- Over the last decade, active strategies with lower turnover and greater concentration have delivered better performance, down market capture and Sharpe ratios than more diversified, higher turnover strategies.
- As a result, active management is best evaluated on a strategy-specific level and on the degree to which active strategies differ from their benchmark.
- We believe conditions are improving for active managers and that a patient, high active share approach is the most effective way to capture the benefits of active management.
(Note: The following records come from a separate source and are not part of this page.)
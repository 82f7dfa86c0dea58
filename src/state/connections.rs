//! Connection registry: the machines agents can run on.
//!
//! Stored as `connections.json` in the state directory.

use super::registry::{Record, Registry};
use crate::error::{CorralError, Result};
use crate::fs::WriteOptions;
use crate::locks::LockOptions;
use chrono::{DateTime, Utc};
use serde::{Deserialize, Serialize};
use std::path::{Path, PathBuf};

/// How a connection is reached.
#[derive(Debug, Clone, Copy, PartialEq, Eq, Default, Serialize, Deserialize)]
#[serde(rename_all = "snake_case")]
pub enum ConnectionKind {
    /// This machine.
    #[default]
    Local,
    /// A remote machine reached over SSH.
    Ssh,
}

impl std::fmt::Display for ConnectionKind {
    fn fmt(&self, f: &mut std::fmt::Formatter<'_>) -> std::fmt::Result {
        match self {
            ConnectionKind::Local => write!(f, "local"),
            ConnectionKind::Ssh => write!(f, "ssh"),
        }
    }
}

/// A registered connection.
#[derive(Debug, Clone, PartialEq, Eq, Serialize, Deserialize)]
pub struct Connection {
    pub name: String,

    pub kind: ConnectionKind,

    #[serde(default, skip_serializing_if = "Option::is_none")]
    pub host: Option<String>,

    #[serde(default, skip_serializing_if = "Option::is_none")]
    pub user: Option<String>,

    /// Working root on the target machine.
    pub root: PathBuf,

    pub added_at: DateTime<Utc>,

    #[serde(default, skip_serializing_if = "Option::is_none")]
    pub last_seen: Option<DateTime<Utc>>,
}

impl Connection {
    pub fn local(name: impl Into<String>, root: impl Into<PathBuf>) -> Self {
        Self {
            name: name.into(),
            kind: ConnectionKind::Local,
            host: None,
            user: None,
            root: root.into(),
            added_at: Utc::now(),
            last_seen: None,
        }
    }

    pub fn ssh(
        name: impl Into<String>,
        host: impl Into<String>,
        user: Option<String>,
        root: impl Into<PathBuf>,
    ) -> Self {
        Self {
            kind: ConnectionKind::Ssh,
            host: Some(host.into()),
            user,
            ..Self::local(name, root)
        }
    }

    /// Check the fields that depend on the connection kind.
    pub fn validate(&self) -> Result<()> {
        if self.name.trim().is_empty() {
            return Err(CorralError::UserError(
                "connection name must not be empty".to_string(),
            ));
        }
        if self.kind == ConnectionKind::Ssh && self.host.as_deref().unwrap_or("").is_empty() {
            return Err(CorralError::UserError(format!(
                "ssh connection '{}' requires a host",
                self.name
            )));
        }
        Ok(())
    }
}

impl Record for Connection {
    fn key(&self) -> &str {
        &self.name
    }
}

impl std::fmt::Display for Connection {
    fn fmt(&self, f: &mut std::fmt::Formatter<'_>) -> std::fmt::Result {
        write!(f, "{} ({}", self.name, self.kind)?;
        if let Some(host) = &self.host {
            match &self.user {
                Some(user) => write!(f, " {}@{}", user, host)?,
                None => write!(f, " {}", host)?,
            }
        }
        write!(f, ") {}", self.root.display())
    }
}

/// Registry of connections.
#[derive(Debug)]
pub struct ConnectionRegistry {
    inner: Registry<Connection>,
}

impl ConnectionRegistry {
    pub fn open<P: AsRef<Path>>(
        path: P,
        lock_options: LockOptions,
        write_options: WriteOptions,
    ) -> Result<Self> {
        Ok(Self {
            inner: Registry::open(path, lock_options, write_options)?,
        })
    }

    pub fn add(&self, connection: Connection) -> Result<()> {
        connection.validate()?;
        self.inner.add(connection)
    }

    pub fn remove(&self, name: &str) -> Result<Connection> {
        self.inner.remove(name)
    }

    pub fn get(&self, name: &str) -> Option<Connection> {
        self.inner.get(name)
    }

    pub fn list(&self) -> Vec<Connection> {
        self.inner.list()
    }

    /// Record that `name` was reached just now.
    pub fn touch(&self, name: &str) -> Result<Connection> {
        self.inner.update(name, |conn| {
            conn.last_seen = Some(Utc::now());
            Ok(())
        })
    }

    pub fn reload(&self) -> Result<()> {
        self.inner.reload()
    }
}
Active management plays a useful purpose in supporting the proper functioning of capital markets and providing long-term investors the chance to earn returns in excess of market averages. The intentional buying and selling of stocks at specific levels provides price discovery and liquidity, essential components in properly valuing the earnings potential, benefits and risks of individual businesses and allows shares to be efficiently transferred from one owner to another. Active management offers opportunities not available through passive strategies, such as leveraging mispricings in less efficient parts of equity markets. An active approach can also improve risk-adjusted returns through a dedicated focus on risk management, both ex-ante through fundamental security analysis that eliminates individual stocks or entire sectors from purchase consideration and ex-post by monitoring existing position sizes and portfolio construction. Despite these inherent advantages, active strategies are taken to task for their inability to outperform the market and thus justify their management fees. We acknowledge that in aggregate, active funds have failed to deliver consistent alpha in recent years as demonstrated by the underperformance of active U.S. large cap core strategies versus the S&P 500 Index.1 But in a U.S. market with the choice of more than 1,000 actively managed large cap strategies, active strategies with certain characteristics that are repeatable over time have been shown to outperform market averages over full cycles.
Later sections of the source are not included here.